Inter-Relationship between Buffettology and Several Companies in the LQ-45 Index, Period of 2010-2021
1Dwi Pramaya Bhakti, 2Hidajat Sofyan Widjaja
1,2Lecturer Perbanas ABFI
https://doi.org/10.47191/jefms/v6-i2-28ABSTRACT:
This study is intended to investigate whether the Indonesian Reference Index, in this case, the LQ 45, consistently applies the principles of prudent investment, known as the Buffettology principle. Buffettology which is a derivative of its predecessor Benjamin Graham, has several characteristics or yardsticks in investment and financial decisions.
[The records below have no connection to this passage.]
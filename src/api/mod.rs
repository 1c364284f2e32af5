//! HTTP clients for live equity and crypto prices.

mod alpha_vantage;
mod coingecko;
mod http;
mod types;

pub use alpha_vantage::AlphaVantageProvider;
pub use coingecko::CoinGeckoProvider;
pub use http::build_client;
Buffettology which requires a careful choice of companies or stocks, in terms of the Debt to Equity ratio, should be below 0.5 and have current assets to current debt ratio above 1.5. Another thing is to choose a company with an undervalued category but has good prospects. This study takes a research sample of 32 companies that are members of the LQ-45 option outside the banking sector that are traded on the Indonesian Stock Exchange for a period from 2010 to 2021. This study finds that the Debt to Equity ratio variable greatly affects stock returns and Net profit margin. with a negative effect. This means that the smaller the value of the D/E ratio, the higher the company's return . The natural Quick ratio variable, which is defined as the ratio of current assets to current liabilities, also significantly affects stock returns. The NPM variable also affects the company's return positively. In this case, investors' expectations of companies that have low D/E are more considered to have prospects as good companies in the future, in addition to the high ratio of Quick ratio and NPM ratio. The managerial implication of this research is the need for financial services authorities to pay attention to excessive company performance in debt expansion.